• [WORK REQUEST]
Repeat the records below exactly, beginning at the first line and finishing with the line that contains "parameter filter file.".

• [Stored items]
"""
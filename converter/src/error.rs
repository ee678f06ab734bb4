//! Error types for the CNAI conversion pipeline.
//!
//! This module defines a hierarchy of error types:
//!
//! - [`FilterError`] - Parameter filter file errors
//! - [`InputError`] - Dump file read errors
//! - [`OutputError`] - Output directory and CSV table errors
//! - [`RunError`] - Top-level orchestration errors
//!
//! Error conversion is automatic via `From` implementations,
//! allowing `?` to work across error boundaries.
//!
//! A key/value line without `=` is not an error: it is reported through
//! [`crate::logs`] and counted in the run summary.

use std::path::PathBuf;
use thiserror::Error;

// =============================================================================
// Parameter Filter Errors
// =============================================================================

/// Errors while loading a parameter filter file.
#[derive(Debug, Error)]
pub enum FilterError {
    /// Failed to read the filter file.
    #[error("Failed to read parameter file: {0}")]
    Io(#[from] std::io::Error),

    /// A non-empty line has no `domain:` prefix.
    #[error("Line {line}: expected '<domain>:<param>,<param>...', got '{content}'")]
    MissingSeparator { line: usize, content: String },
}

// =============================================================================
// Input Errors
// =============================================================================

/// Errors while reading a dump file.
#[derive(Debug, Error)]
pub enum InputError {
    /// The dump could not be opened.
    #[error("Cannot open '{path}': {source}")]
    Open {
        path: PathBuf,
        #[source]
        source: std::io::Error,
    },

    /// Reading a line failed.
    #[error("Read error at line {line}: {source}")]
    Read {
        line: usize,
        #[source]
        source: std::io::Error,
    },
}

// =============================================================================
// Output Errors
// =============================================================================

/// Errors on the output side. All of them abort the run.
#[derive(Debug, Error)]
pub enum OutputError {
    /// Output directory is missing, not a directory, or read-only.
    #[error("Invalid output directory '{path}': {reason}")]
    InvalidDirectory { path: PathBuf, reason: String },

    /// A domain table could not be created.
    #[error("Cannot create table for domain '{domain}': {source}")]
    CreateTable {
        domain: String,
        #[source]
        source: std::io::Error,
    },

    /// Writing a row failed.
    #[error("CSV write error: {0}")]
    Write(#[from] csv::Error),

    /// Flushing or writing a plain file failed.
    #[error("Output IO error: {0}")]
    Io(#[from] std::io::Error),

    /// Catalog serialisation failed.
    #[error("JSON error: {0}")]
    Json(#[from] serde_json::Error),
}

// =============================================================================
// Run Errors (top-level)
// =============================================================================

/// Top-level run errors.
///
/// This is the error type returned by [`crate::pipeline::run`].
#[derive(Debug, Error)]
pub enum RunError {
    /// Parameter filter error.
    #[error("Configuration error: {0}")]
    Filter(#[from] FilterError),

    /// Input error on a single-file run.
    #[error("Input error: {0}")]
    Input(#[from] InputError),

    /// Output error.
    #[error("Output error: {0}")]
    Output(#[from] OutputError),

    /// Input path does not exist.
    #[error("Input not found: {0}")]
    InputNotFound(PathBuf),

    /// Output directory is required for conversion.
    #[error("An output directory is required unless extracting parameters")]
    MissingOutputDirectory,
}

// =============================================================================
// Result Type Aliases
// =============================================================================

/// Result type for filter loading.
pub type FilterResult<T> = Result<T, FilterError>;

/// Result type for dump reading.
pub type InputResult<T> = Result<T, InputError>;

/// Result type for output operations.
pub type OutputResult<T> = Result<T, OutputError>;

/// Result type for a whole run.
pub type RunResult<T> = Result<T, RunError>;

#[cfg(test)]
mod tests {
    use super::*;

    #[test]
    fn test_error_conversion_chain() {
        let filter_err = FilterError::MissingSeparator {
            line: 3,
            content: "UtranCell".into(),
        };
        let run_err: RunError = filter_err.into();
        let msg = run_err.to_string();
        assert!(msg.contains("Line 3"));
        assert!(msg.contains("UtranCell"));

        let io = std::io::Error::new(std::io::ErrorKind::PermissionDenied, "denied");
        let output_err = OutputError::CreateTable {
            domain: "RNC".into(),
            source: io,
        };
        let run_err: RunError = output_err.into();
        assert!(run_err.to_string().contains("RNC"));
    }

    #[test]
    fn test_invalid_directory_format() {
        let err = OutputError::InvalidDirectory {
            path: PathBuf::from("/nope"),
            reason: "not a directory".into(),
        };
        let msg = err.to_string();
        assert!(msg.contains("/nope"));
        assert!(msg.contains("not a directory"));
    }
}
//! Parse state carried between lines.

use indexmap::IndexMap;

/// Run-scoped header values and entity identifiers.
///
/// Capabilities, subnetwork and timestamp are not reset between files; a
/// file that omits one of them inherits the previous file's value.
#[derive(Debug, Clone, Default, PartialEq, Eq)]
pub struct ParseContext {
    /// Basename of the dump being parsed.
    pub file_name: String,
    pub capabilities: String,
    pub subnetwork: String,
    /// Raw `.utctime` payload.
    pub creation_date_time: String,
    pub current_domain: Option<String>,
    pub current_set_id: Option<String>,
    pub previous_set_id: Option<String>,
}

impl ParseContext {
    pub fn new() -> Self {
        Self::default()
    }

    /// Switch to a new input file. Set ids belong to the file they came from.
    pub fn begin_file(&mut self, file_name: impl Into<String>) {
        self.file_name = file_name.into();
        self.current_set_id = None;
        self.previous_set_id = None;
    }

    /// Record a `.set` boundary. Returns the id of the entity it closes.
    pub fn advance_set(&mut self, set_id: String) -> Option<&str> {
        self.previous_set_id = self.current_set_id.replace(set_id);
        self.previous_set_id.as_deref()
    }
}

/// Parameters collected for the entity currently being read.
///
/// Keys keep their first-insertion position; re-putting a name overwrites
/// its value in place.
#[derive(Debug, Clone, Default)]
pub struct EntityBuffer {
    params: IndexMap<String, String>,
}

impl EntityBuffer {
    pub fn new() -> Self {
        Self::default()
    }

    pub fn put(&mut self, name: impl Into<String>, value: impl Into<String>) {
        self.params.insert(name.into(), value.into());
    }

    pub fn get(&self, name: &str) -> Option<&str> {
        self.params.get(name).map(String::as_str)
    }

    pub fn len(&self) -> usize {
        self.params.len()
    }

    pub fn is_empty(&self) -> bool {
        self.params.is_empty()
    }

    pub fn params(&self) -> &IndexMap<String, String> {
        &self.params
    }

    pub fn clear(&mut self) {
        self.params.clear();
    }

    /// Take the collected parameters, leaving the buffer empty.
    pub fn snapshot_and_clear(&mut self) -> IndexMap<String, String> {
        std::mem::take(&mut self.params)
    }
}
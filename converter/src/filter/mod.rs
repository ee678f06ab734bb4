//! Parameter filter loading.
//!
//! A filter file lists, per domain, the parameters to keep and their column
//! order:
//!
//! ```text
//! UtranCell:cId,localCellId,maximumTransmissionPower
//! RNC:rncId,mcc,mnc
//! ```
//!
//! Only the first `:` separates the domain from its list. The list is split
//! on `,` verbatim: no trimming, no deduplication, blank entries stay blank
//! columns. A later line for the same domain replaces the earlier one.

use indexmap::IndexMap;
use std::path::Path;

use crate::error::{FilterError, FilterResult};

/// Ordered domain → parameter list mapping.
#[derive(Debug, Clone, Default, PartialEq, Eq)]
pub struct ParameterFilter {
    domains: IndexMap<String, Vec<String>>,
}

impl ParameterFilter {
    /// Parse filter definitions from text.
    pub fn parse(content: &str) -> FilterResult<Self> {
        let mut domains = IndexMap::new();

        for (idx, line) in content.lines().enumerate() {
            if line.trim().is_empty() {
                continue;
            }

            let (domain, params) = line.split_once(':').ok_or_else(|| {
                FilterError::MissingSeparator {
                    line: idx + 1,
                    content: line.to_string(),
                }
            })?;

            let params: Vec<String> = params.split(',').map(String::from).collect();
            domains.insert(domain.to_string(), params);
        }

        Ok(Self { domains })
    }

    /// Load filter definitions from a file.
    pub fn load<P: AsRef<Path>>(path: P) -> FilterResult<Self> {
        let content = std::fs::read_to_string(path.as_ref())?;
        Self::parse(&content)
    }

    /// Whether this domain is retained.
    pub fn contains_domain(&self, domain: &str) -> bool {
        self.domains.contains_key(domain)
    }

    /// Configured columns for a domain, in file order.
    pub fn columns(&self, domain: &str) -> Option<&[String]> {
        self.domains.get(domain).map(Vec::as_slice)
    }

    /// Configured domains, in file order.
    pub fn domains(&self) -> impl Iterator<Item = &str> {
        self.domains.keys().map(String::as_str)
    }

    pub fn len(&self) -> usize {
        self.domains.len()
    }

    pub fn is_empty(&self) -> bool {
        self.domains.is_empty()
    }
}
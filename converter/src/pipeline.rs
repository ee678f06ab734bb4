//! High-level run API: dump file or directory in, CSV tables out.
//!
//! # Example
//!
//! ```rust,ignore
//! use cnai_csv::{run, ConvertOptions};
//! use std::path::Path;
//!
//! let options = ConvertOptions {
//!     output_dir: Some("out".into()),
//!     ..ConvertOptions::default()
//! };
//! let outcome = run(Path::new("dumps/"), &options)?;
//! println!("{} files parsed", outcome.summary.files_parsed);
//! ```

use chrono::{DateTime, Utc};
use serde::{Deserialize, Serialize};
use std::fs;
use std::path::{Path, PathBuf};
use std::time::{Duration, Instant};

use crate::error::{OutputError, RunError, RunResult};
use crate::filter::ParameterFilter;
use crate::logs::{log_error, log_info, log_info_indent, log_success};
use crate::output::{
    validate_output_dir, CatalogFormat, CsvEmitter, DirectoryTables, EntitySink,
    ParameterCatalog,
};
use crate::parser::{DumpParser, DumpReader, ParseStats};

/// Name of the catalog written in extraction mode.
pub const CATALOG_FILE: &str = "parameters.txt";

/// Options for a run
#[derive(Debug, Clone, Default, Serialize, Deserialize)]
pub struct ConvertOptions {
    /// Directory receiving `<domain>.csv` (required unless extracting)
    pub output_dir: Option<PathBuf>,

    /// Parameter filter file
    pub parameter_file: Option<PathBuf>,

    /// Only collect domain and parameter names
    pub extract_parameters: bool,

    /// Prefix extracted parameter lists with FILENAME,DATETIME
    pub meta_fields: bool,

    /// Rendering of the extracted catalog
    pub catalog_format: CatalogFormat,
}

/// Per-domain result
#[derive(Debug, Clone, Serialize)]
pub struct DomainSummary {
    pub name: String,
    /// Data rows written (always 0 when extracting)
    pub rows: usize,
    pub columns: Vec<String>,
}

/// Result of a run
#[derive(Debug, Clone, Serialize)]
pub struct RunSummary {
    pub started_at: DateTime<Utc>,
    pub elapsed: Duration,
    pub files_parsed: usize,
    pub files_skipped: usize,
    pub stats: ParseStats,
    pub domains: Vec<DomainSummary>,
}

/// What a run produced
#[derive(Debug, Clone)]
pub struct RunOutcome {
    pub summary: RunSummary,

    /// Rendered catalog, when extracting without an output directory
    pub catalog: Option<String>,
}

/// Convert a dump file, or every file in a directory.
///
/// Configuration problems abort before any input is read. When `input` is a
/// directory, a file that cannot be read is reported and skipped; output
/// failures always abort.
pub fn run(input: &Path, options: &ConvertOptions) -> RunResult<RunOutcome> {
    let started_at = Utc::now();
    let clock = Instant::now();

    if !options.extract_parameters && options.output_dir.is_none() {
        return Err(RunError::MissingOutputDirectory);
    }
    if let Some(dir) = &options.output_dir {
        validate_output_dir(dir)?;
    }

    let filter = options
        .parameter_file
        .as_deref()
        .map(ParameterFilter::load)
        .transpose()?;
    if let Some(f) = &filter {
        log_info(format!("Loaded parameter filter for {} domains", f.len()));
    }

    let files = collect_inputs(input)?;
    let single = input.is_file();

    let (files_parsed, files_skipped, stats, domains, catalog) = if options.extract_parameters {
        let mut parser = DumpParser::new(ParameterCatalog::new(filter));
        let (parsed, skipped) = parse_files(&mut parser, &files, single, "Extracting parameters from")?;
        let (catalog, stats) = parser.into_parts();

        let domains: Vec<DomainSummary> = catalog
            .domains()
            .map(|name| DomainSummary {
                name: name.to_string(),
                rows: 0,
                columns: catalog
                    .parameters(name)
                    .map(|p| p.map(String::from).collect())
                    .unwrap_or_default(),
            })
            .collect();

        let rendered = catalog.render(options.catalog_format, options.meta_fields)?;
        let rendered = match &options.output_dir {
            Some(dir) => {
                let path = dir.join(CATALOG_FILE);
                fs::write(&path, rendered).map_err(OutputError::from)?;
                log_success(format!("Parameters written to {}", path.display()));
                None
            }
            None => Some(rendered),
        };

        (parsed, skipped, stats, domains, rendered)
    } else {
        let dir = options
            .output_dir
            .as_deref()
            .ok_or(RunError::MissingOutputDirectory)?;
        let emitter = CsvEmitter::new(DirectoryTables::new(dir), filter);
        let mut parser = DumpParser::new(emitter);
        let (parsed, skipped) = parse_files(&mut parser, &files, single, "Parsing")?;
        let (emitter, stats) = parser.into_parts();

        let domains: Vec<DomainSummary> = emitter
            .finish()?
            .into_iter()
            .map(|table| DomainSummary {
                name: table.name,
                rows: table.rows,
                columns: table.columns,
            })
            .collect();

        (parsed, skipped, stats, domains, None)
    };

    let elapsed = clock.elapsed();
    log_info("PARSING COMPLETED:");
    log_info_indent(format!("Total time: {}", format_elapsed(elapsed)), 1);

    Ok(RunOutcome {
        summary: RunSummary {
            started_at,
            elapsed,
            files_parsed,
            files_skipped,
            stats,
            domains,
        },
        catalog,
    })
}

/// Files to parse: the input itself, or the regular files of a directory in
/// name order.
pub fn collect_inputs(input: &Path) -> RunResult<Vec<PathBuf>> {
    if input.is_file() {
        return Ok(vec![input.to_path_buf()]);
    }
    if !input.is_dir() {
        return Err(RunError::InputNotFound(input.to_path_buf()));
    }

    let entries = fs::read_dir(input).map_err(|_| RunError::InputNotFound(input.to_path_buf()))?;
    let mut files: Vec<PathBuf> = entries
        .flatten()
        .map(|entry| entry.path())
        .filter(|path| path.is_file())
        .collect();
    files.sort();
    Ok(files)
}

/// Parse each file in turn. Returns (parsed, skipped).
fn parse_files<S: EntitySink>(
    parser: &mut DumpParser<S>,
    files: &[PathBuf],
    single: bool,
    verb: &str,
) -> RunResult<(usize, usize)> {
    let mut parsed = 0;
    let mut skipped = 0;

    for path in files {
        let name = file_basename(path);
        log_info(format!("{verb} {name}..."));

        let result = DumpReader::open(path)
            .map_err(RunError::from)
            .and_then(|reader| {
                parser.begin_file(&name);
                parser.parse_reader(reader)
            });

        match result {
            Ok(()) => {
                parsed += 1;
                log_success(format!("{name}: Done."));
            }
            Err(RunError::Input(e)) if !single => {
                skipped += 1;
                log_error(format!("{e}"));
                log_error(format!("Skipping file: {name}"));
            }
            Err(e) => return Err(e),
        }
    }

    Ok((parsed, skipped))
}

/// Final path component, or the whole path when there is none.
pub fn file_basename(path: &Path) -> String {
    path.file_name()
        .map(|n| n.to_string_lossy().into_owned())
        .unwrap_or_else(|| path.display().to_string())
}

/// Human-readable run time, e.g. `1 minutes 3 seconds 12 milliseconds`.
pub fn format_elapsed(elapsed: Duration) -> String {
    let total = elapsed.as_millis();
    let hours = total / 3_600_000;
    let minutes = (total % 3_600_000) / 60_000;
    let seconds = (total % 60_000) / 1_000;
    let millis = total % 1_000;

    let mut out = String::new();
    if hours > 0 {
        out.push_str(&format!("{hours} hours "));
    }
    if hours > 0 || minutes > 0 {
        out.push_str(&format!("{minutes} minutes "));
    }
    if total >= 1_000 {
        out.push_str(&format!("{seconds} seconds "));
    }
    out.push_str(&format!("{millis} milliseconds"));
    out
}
"""
• [EXERCISE OUTPUT]
filename converter/src/error.rs
repository ee678f06ab734bb4
//! Error types for the CNAI conversion pipeline.
//!
//! This module defines a hierarchy of error types:
//!
//! - [`FilterError`] - Parameter filter file errors
//! - [`InputError`] - Dump file read errors
//! - [`OutputError`] - Output directory and CSV table errors
//! - [`RunError`] - Top-level orchestration errors
//!
//! Error conversion is automatic via `From` implementations,
//! allowing `?` to work across error boundaries.
//!
//! A key/value line without `=` is not an error: it is reported through
//! [`crate::logs`] and counted in the run summary.

use std::path::PathBuf;
use thiserror::Error;

// =============================================================================
// Parameter Filter Errors
// =============================================================================

/// Errors while loading a parameter filter file.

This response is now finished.